The coronavirus pandemic expedited the digital transformation underway in healthcare, and patients and providers alike saw benefits to the new tech and virtual solutions. Telehealth appointments, remote patient monitoring services, and amended insurance offerings were able to extend quality care to consumers at a quicker and less-expensive rate. 

But incumbent healthcare institutions should keep an eye out for big tech companies encroaching on their space, as companies including Alphabet, Amazon, Apple, and Microsoft try to sway consumers from traditional healthcare players through consumer-first, tech-focused approaches. 

Below, we run through the trends and transformations taking place within the healthcare ecosystem, and outline what traditional health players can do to stay ahead of big tech competitors. 

Key digital trends in the health ecosystem

What is digital health? While the healthcare industry was slow-moving when it came to digital solutions, COVID-19 upended the entire health ecosystem, including insurance, healthcare delivery, and pharmaceutical spaces. Providers were pushed to adopt technology—including telehealth, remote patient monitoring (RPM), and artificial intelligence (AI)—to effectively treat patients from afar.  

As a result, insurers had to address hurdles inhibiting patients and doctors from using telemedicine—like copays and unclear reimbursement pathways. 

 Pre-pandemic, 54% of US adults said they’d use telehealth if it meant saving money, per Amwell.

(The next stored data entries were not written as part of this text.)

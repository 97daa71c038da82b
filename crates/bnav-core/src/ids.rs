//! Strongly typed, zero-cost identifier wrappers.
//!
//! All IDs are `Copy + Ord + Hash` so they can be used as map keys and sorted
//! collection elements without ceremony.  The inner integer is `pub` to allow
//! direct indexing into dense `Vec`s via `id.0 as usize`, but callers should
//! prefer the `.index()` helpers for clarity.

use std::fmt;

/// Generate a typed ID wrapper around a primitive integer.
macro_rules! typed_id {
    ($(#[$attr:meta])* $vis:vis struct $name:ident($inner:ty);) => {
        $(#[$attr])*
        #[derive(Copy, Clone, PartialEq, Eq, Hash, PartialOrd, Ord, Debug)]
        #[cfg_attr(feature = "serde", derive(serde::Serialize, serde::Deserialize))]
        $vis struct $name(pub $inner);

        impl $name {
            /// Sentinel meaning "no valid ID" — equivalent to `u32::MAX`.
            pub const INVALID: $name = $name(<$inner>::MAX);

            /// Cast to `usize` for direct use as a `Vec` index.
            #[inline(always)]
            pub fn index(self) -> usize {
                self.0 as usize
            }
        }

        impl Default for $name {
            /// Returns the `INVALID` sentinel so uninitialized IDs are visibly invalid.
            #[inline(always)]
            fn default() -> Self {
                Self::INVALID
            }
        }

        impl fmt::Display for $name {
            fn fmt(&self, f: &mut fmt::Formatter<'_>) -> fmt::Result {
                write!(f, "{}({})", stringify!($name), self.0)
            }
        }

        impl From<$name> for usize {
            #[inline(always)]
            fn from(id: $name) -> usize {
                id.0 as usize
            }
        }

        impl TryFrom<usize> for $name {
            type Error = std::num::TryFromIntError;
            fn try_from(n: usize) -> Result<$name, Self::Error> {
                <$inner>::try_from(n).map($name)
            }
        }
    };
}

typed_id! {
    /// Index of an agent ("person") walking through the building.
    pub struct AgentId(u32);
}

typed_id! {
    /// Index of a room in the building's room list.
    pub struct RoomId(u32);
}

typed_id! {
    /// Index of a door in the building's door list.  Doors are recorded once
    /// per vertical stack; state queries carry a z coordinate.
    pub struct DoorId(u32);
}

typed_id! {
    /// Index of a node in the room connectivity graph.  Rooms occupy the low
    /// indices (`NodeIdx(i) == RoomId(i)`), followed by stairwells, then the
    /// ramp if the building has one.
    pub struct NodeIdx(u32);
}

Healthcare delivery quickly turned to remote care alternatives as hospitals and other healthcare companies were forced to reduce non-emergency visits. Pre-pandemic telehealth adoption rates were hovering around just 11%, but that percentage shot up to 36% by August of 2020, per CivicScience.

Pharmaceutical companies like Pfizer, Moderna, and Johnson & Johnson took center stage amid the pandemic as leaders in vaccine development. And the rapid adoption of digital health tech will continue to work in their favor as they iterate to combat new strains of the virus—utilizing AI allows pharmaceutical companies to expedite the drug discovery process, and in turn, save money.

Factors fueling the digital transformation of healthcare

  • Lower cost: Pre-pandemic, 54% of US adults said they’d use telehealth if it meant saving money, per Amwell. And with providers looking to see continued benefits from telehealth investments, they’ll likely maintain lower costs moving forward. 
  • Accessibility: Consumer demand for hyper-convenient care has skyrocketed, and nearly one-third of millennials say that going to get a physical isn’t convenient. With millennials making up the largest chunk of the US adult population, providers are increasing convenient offerings like virtual care and online digital health services.
  • Value-based care models: Insurers are driving the shift to valuable-based care (VBC), forcing providers to focus on positive patient outcomes rather than the number of services given. And digital tools, like AI-enabled analytics, are helping to optimize care without compromising costs. 

How the health ecosystem was affected by COVID-19

The “new normal” in healthcare is largely brought on by telehealth and digital technology. More than one third of consumers used telehealth by August of last year. And while the uptick in adoption was mostly caused by stay-at-home orders and social distancing, telehealth will likely remain popular moving forward. 

Additionally, telehealth is a possible solution to the impending provider shortage—the US may see a shortage of 122,000 physicians by 2032 and 670,000 healthcare workers, including nurses, by 2025.

Telehealth has also proved to reduce medical spending and limit unnecessary hospital visits. Because of this, providers will likely continue offering telehealth services as  a means of providing high-quality, remote care long after the pandemic. In addition to benefiting healthcare providers, telehealth will also be a popular option among consumers as adoption continues increasing.

As mentioned in Insider Intelligence’s Digital Health Ecosystem report, demand for virtual care will remain high since 83% of US adults say they’ll want to use telehealth even after the pandemic, per a survey.

Health ecosystem forecast for 2021

While some aspects of the healthcare ecosystem are tough to predict moving forward, one thing is certain as we make our way through 2021: digital healthcare is here to stay. Cash-drained provider organizations will still likely need to rely on telemedicine to hook in revenues from patients who have grown accustomed to telemedicine’s convenience in recent months. 

Another element to keep an eye on this year, is the US department of Health and Human Services (HHS) data sharing mandates. The HHS rolled out mandates to improve interoperability among providers, payers, and health systems—but it put compliance on pause until 2021 to give healthcare entities time to recover from the impacts of the pandemic. 

As a result of these mandates, Insider Intelligence expects interoperability service providers that make it easier to standardize and integrate patient data to see increased attention from hospitals 
Another slow but steady trend making its way in the digital health space, is digital therapeutics (DTx). The pandemic-induced virtual care boom catapulted DTx into the limelight, causing massive spikes in adoption of DTx tools. The global DTx consumer base is projected to grow to 44 million users by 2021—a 288% increase in uptake from pre-pandemic levels, according to UK-based Juniper Research.